Work to be completed:
Count up the lines below in which the string "viewer" appears. The reply should be that number alone.
- - -
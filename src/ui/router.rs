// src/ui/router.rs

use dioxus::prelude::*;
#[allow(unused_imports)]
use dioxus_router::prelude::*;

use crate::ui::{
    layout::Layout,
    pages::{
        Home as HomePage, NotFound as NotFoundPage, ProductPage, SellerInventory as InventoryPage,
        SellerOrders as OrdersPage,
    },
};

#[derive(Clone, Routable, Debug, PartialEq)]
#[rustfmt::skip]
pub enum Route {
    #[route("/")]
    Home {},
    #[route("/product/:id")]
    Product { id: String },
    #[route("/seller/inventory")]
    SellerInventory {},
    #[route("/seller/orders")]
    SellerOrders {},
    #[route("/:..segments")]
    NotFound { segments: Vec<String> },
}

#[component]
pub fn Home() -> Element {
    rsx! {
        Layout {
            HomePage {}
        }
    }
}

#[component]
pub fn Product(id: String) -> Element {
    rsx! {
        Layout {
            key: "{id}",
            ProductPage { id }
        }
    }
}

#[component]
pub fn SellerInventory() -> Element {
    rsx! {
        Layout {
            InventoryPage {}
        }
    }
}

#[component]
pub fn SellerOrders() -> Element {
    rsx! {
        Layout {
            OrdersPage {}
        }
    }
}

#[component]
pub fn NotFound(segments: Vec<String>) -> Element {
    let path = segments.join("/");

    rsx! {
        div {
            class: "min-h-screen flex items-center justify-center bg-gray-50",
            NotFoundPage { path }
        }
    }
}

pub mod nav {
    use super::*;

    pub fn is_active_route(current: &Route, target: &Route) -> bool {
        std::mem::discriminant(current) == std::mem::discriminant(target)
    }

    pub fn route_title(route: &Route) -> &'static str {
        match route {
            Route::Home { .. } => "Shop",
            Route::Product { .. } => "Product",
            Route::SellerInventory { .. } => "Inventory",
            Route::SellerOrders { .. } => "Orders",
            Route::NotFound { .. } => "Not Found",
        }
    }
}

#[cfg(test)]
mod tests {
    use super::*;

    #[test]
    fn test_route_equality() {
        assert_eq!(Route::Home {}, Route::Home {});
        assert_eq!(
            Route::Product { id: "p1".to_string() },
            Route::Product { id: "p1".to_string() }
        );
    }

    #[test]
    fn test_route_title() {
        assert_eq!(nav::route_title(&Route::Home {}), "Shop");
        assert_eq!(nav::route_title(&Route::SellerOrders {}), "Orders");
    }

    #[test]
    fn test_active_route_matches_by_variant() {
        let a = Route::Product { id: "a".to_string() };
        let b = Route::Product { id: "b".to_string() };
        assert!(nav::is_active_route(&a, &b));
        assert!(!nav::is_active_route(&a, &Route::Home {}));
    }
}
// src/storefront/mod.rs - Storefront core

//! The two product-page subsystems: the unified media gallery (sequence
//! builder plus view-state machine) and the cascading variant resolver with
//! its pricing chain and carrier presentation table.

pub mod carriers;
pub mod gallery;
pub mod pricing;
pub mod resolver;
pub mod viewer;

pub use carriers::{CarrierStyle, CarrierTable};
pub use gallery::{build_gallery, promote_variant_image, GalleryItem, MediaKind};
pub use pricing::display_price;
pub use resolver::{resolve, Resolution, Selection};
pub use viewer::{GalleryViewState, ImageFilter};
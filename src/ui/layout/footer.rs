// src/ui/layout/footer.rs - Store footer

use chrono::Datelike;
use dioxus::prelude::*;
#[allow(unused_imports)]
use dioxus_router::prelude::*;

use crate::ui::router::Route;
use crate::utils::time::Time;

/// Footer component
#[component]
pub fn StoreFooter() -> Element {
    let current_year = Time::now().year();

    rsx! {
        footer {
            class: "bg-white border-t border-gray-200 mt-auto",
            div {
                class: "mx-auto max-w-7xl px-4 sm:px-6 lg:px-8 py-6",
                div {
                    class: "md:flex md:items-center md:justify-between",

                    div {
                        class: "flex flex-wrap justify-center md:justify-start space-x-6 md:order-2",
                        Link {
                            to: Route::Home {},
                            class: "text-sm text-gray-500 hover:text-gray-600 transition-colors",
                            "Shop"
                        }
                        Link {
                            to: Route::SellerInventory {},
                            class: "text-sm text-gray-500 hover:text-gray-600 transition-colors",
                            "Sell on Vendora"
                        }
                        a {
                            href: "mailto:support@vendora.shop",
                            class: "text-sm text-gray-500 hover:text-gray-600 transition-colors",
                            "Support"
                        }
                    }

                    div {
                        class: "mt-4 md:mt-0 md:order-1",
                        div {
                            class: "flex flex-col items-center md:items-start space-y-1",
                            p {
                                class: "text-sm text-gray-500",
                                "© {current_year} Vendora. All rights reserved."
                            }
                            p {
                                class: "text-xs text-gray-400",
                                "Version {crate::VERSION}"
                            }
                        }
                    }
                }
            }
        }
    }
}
- - -
Written response:
2